Les pas de Becca ralentissaient au fur et à mesure qu’elle découvrait le passif de Vincent. Elle mesurait très bien les portées d’un tel choix sur l’économie et la législation. Mais c’était la motivation morale qui primait en l’instant. Ce que la travailliste entendait c’est que l’entrepreneur avait assuré la survie d’ouvriers anglais. Cela lui allait. Un sourire approbateur se dessina lentement sur son visage. -“ Tu as préservé les plus en difficultés… ici. C’est important ça. ” Un comportement brave qui faisait un bel écho dans l’âme de Rebecca. Elle se sentait en accord avec ce raisonnement. Alors, en plus du reste, Vincent était engagé. -“ J’apprécie que tu m’en parle et pas que je le découvre par hasard. … Écoute, on sait tous les deux à quel point le Brexit a créé le chaos. ” Il y avait des conséquences qu’ils n’avaient pas résolus. Cela allait prendre des années. -“ Honnêtement, je respecte ta prise de position. Je ne suis pas sûre que j’aurai fait mieux dans ce genre de situation.

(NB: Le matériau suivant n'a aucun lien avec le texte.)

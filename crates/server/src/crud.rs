//! Generic REST handlers mapping the five CRUD routes of one resource onto
//! an [`EntityService`].

use axum::{
    extract::{Path, State},
    http::{header, StatusCode},
    response::IntoResponse,
    routing::get,
    Json, Router,
};
use models::Entity;
use service::crud::EntityService;
use uuid::Uuid;

use crate::errors::ApiError;

/// `/<resource>` and `/<resource>/:id` bound to `svc`.
pub fn router<E: Entity>(svc: EntityService<E>) -> Router {
    let collection = format!("/{}", E::RESOURCE);
    let item = format!("/{}/:id", E::RESOURCE);
    Router::new()
        .route(&collection, get(list::<E>).post(create::<E>))
        .route(&item, get(get_one::<E>).put(update::<E>).delete(delete::<E>))
        .with_state(svc)
}

/// 201 with the stored record and its `Location`.
pub async fn create<E: Entity>(
    State(svc): State<EntityService<E>>,
    Json(input): Json<E>,
) -> Result<impl IntoResponse, ApiError> {
    let created = svc.create(input).await?;
    let location = created.location();
    Ok((StatusCode::CREATED, [(header::LOCATION, location)], Json(created)))
}

pub async fn list<E: Entity>(State(svc): State<EntityService<E>>) -> Result<Json<Vec<E>>, ApiError> {
    Ok(Json(svc.list().await?))
}

pub async fn get_one<E: Entity>(
    State(svc): State<EntityService<E>>,
    Path(id): Path<Uuid>,
) -> Result<Json<E>, ApiError> {
    svc.get(id).await?.map(Json).ok_or(ApiError::NotFound)
}

pub async fn update<E: Entity>(
    State(svc): State<EntityService<E>>,
    Path(id): Path<Uuid>,
    Json(input): Json<E>,
) -> Result<StatusCode, ApiError> {
    svc.update(id, input).await?;
    Ok(StatusCode::NO_CONTENT)
}

/// 200 with the removed record.
pub async fn delete<E: Entity>(
    State(svc): State<EntityService<E>>,
    Path(id): Path<Uuid>,
) -> Result<Json<E>, ApiError> {
    Ok(Json(svc.delete(id).await?))
}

Rebecca attrapait un sac de toile, qu’elle attachait à son épaule. Les halles étaient là. C’était la fin du marché. Il y avait moins de monde. Certains commençaient à remballer. C’était une petite bulle campagnarde dans la grande ville. Le cultivateur vers qui ils allèrent, reconnaît sa cliente. -“Tu veux quelque-chose Vincent ? ” Elle faisait comme à son habitude, intégrant l’Ecossais avec naturel. Le maraîcher était loquace, parlant de l’état des cultures, des difficultés, Rebecca écoutait avec attention, faisant de l’échange un équilibre entre débat politique et légèreté. -“J’ai bien envie d’aller voir le petit libanais. ” Tranquille Becca attira son ami tout au long de ses envies.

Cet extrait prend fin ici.